The INDIGO trial for vorasidenib used "time to next intervention" as a key secondary endpoint. This patient-centric metric values delaying more toxic treatments like radiation and chemotherapy, thereby preserving neurocognitive function and quality of life, not just measuring tumor progression.
The success of the IDH inhibitor vorasidenib in glioma was driven by its specific design for blood-brain barrier (BBB) penetration. This contrasts with its predecessor, which failed in brain tumors due to poor CNS penetration, highlighting that BBB is a critical design consideration for neuro-oncology drugs.
The pan-RAF inhibitor tovorafenib causes a significant, but reversible, decrease in growth velocity in children. This is not due to endocrinopathy but direct C-RAF inhibition slowing growth plate maturation. Growth resumes and "catches up" after therapy cessation, a critical counseling point for families.
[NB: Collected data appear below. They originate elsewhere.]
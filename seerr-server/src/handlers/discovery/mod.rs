pub mod handle_catalog;
pub mod handle_person;
pub mod handle_status;
use std::sync::Arc;

use seerr_config::{LoaderSettings, LoaderTiming};
use seerr_model::{CatalogPage, MediaKind, Subject};
use tokio::sync::mpsc;
use tokio::task::JoinHandle;
use tokio::time::Instant;
use tokio_util::sync::CancellationToken;
use tracing::{debug, info};

use crate::aggregate::merge_catalogs;
use crate::gateway::UpstreamGateway;
use crate::normalize::normalize_page;

use super::session::{CatalogTarget, TimerId};
use super::state::{CatalogLoader, LoaderEffect, LoaderEvent};
use super::view::PresentationSink;

/// Handle to a running catalog loader task.
///
/// Dropping the handle stops the task and aborts any fetch or timer it
/// still owns.
#[derive(Debug)]
pub struct CatalogLoaderHandle {
    events: mpsc::UnboundedSender<LoaderEvent>,
    shutdown: CancellationToken,
    task: Option<JoinHandle<()>>,
}

impl CatalogLoaderHandle {
    /// Start the loader on the current tokio runtime.
    pub fn spawn(
        gateway: Arc<dyn UpstreamGateway>,
        sink: Arc<dyn PresentationSink>,
        timing: LoaderTiming,
    ) -> Self {
        let (events, rx) = mpsc::unbounded_channel();
        let shutdown = CancellationToken::new();

        let driver = Driver {
            machine: CatalogLoader::new(timing),
            gateway,
            sink,
            events: events.clone(),
            fetch: None,
            retry: None,
        };
        let task = tokio::spawn(driver.run(rx, shutdown.clone()));

        Self {
            events,
            shutdown,
            task: Some(task),
        }
    }

    pub fn select_subject(&self, subject: Subject, settings: LoaderSettings) {
        self.send(LoaderEvent::SubjectSelected { subject, settings });
    }

    /// The trigger marker entered the viewport.
    pub fn trigger_visible(&self) {
        self.send(LoaderEvent::TriggerVisible);
    }

    pub fn trigger_hidden(&self) {
        self.send(LoaderEvent::TriggerHidden);
    }

    /// Drop the current session, e.g. when a person page replaces it.
    pub fn clear(&self) {
        self.send(LoaderEvent::Teardown);
    }

    pub async fn shutdown(mut self) {
        self.shutdown.cancel();
        if let Some(task) = self.task.take() {
            let _ = task.await;
        }
    }

    fn send(&self, event: LoaderEvent) {
        if self.events.send(event).is_err() {
            debug!("catalog loader task has stopped; event dropped");
        }
    }
}

impl Drop for CatalogLoaderHandle {
    fn drop(&mut self) {
        self.shutdown.cancel();
    }
}

struct Driver {
    machine: CatalogLoader,
    gateway: Arc<dyn UpstreamGateway>,
    sink: Arc<dyn PresentationSink>,
    events: mpsc::UnboundedSender<LoaderEvent>,
    fetch: Option<JoinHandle<()>>,
    retry: Option<(TimerId, JoinHandle<()>)>,
}

impl Driver {
    async fn run(
        mut self,
        mut rx: mpsc::UnboundedReceiver<LoaderEvent>,
        shutdown: CancellationToken,
    ) {
        loop {
            tokio::select! {
                _ = shutdown.cancelled() => {
                    info!("catalog loader shutting down");
                    break;
                }
                event = rx.recv() => match event {
                    Some(event) => {
                        for effect in self.machine.handle(event, Instant::now()) {
                            self.apply(effect);
                        }
                    }
                    None => break,
                }
            }
        }

        if let Some(fetch) = self.fetch.take() {
            fetch.abort();
        }
        if let Some((_, retry)) = self.retry.take() {
            retry.abort();
        }
    }

    fn apply(&mut self, effect: LoaderEffect) {
        match effect {
            LoaderEffect::Resolve { generation, name } => {
                let gateway = self.gateway.clone();
                let events = self.events.clone();
                self.replace_fetch(tokio::spawn(async move {
                    let matched = gateway.resolve_subject_by_name(&name).await;
                    let target = CatalogTarget::from_match(&matched);
                    let _ = events
                        .send(LoaderEvent::SubjectResolved { generation, target });
                }));
            }
            LoaderEffect::Fetch {
                generation,
                target,
                page,
            } => {
                let gateway = self.gateway.clone();
                let events = self.events.clone();
                self.replace_fetch(tokio::spawn(async move {
                    let event =
                        match fetch_target_page(gateway.as_ref(), target, page).await {
                            Some(page) => LoaderEvent::PageLoaded { generation, page },
                            None => LoaderEvent::PageFailed {
                                generation,
                                page,
                                reason: "upstream returned no page".to_string(),
                            },
                        };
                    let _ = events.send(event);
                }));
            }
            LoaderEffect::ScheduleRetry {
                generation,
                timer,
                delay,
            } => {
                if let Some((_, previous)) = self.retry.take() {
                    previous.abort();
                }
                let events = self.events.clone();
                let handle = tokio::spawn(async move {
                    tokio::time::sleep(delay).await;
                    let _ = events.send(LoaderEvent::RetryElapsed { generation, timer });
                });
                self.retry = Some((timer, handle));
            }
            LoaderEffect::CancelRetry { timer } => {
                if let Some((pending, handle)) = self.retry.take() {
                    if pending == timer {
                        handle.abort();
                    } else {
                        self.retry = Some((pending, handle));
                    }
                }
            }
            LoaderEffect::Publish(view) => self.sink.publish(view),
            LoaderEffect::ObserveTrigger(observe) => {
                self.sink.set_trigger_observed(observe)
            }
        }
    }

    fn replace_fetch(&mut self, handle: JoinHandle<()>) {
        if let Some(previous) = self.fetch.replace(handle) {
            previous.abort();
        }
    }
}

/// Page `page` of every catalog behind `target`, fetched concurrently.
///
/// With both sides present the pages are merged network first and re-ranked;
/// a lone side keeps its upstream order. `None` only when nothing came back.
async fn fetch_target_page(
    gateway: &dyn UpstreamGateway,
    target: CatalogTarget,
    page: u32,
) -> Option<CatalogPage> {
    let side = move |id: Option<u64>, kind: MediaKind| async move {
        let raw = gateway.fetch_catalog_page(id?, kind, page).await?;
        Some(normalize_page(raw, kind, page))
    };
    let (network, studio) = tokio::join!(
        side(target.network, MediaKind::Tv),
        side(target.studio, MediaKind::Movie),
    );

    match (network, studio) {
        (Some(network), Some(studio)) => merge_catalogs(Some(network), Some(studio)),
        (network, studio) => network.or(studio),
    }
}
Unlike most cancers, National Comprehensive Cancer Network (NCCN) guidelines recommend clinical trials as the preferred first-line treatment for glioblastoma patients with good performance status. This rare recommendation highlights the dismal outcomes with existing therapies and the urgent need for therapeutic innovation.
For pediatric low-grade gliomas, carboplatin and vincristine became the standard of care over the more effective TPCV regimen. This decision highlights the critical trade-off in pediatric oncology, where managing toxicity and long-term side effects in children can outweigh achieving maximum efficacy.
Beyond improving progression-free survival, the targeted therapy vorasidenib also provides a significant quality-of-life benefit by improving seizure control. Seizures are a common presenting symptom for low-grade glioma patients, and this added therapeutic effect makes the drug a more holistic treatment option.